/---

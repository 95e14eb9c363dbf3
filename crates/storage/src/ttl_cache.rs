//! Generic concurrent TTL map

use dashmap::DashMap;
use std::hash::Hash;
use std::sync::Arc;
use tokio::time::{Duration, Instant};

/// Stored value with its insertion time
///
/// Entries are immutable; refreshing a key replaces the entry with a new
/// timestamp.
#[derive(Debug)]
struct CacheEntry<V> {
	value: Arc<V>,
	inserted_at: Instant,
}

impl<V> CacheEntry<V> {
	fn is_expired(&self, ttl: Duration, now: Instant) -> bool {
		now.saturating_duration_since(self.inserted_at) >= ttl
	}
}

/// Concurrent map whose entries expire a fixed time after insertion
///
/// Expired entries are never returned; they are dropped lazily on lookup
/// and eagerly by [`TtlCache::purge_expired`].
#[derive(Debug)]
pub struct TtlCache<K, V>
where
	K: Eq + Hash,
{
	entries: Arc<DashMap<K, CacheEntry<V>>>,
	ttl: Duration,
}

impl<K, V> Clone for TtlCache<K, V>
where
	K: Eq + Hash,
{
	fn clone(&self) -> Self {
		Self {
			entries: Arc::clone(&self.entries),
			ttl: self.ttl,
		}
	}
}

impl<K, V> TtlCache<K, V>
where
	K: Eq + Hash + Clone,
{
	pub fn new(ttl: Duration) -> Self {
		Self {
			entries: Arc::new(DashMap::new()),
			ttl,
		}
	}

	pub fn ttl(&self) -> Duration {
		self.ttl
	}

	/// Live value for `key`, if any
	pub fn get(&self, key: &K) -> Option<Arc<V>> {
		let now = Instant::now();
		self.entries
			.remove_if(key, |_, entry| entry.is_expired(self.ttl, now));
		self.entries
			.get(key)
			.filter(|entry| !entry.is_expired(self.ttl, now))
			.map(|entry| Arc::clone(&entry.value))
	}

	/// Insert or replace; returns the stored handle
	pub fn insert(&self, key: K, value: V) -> Arc<V> {
		self.insert_arc(key, Arc::new(value))
	}

	pub fn insert_arc(&self, key: K, value: Arc<V>) -> Arc<V> {
		self.entries.insert(
			key,
			CacheEntry {
				value: Arc::clone(&value),
				inserted_at: Instant::now(),
			},
		);
		value
	}

	pub fn remove(&self, key: &K) -> Option<Arc<V>> {
		self.entries.remove(key).map(|(_, entry)| entry.value)
	}

	/// Drop every expired entry, returning how many were removed
	pub fn purge_expired(&self) -> usize {
		let now = Instant::now();
		let before = self.entries.len();
		self.entries
			.retain(|_, entry| !entry.is_expired(self.ttl, now));
		before.saturating_sub(self.entries.len())
	}

	pub fn clear(&self) {
		self.entries.clear();
	}

	/// Number of stored entries, including expired ones not yet purged
	pub fn len(&self) -> usize {
		self.entries.len()
	}

	pub fn is_empty(&self) -> bool {
		self.entries.is_empty()
	}
}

\---

_Directions_
Each line that contains the string "DashMap" counts once; report how many such lines the entries have, giving only the number.

_Task solution_
3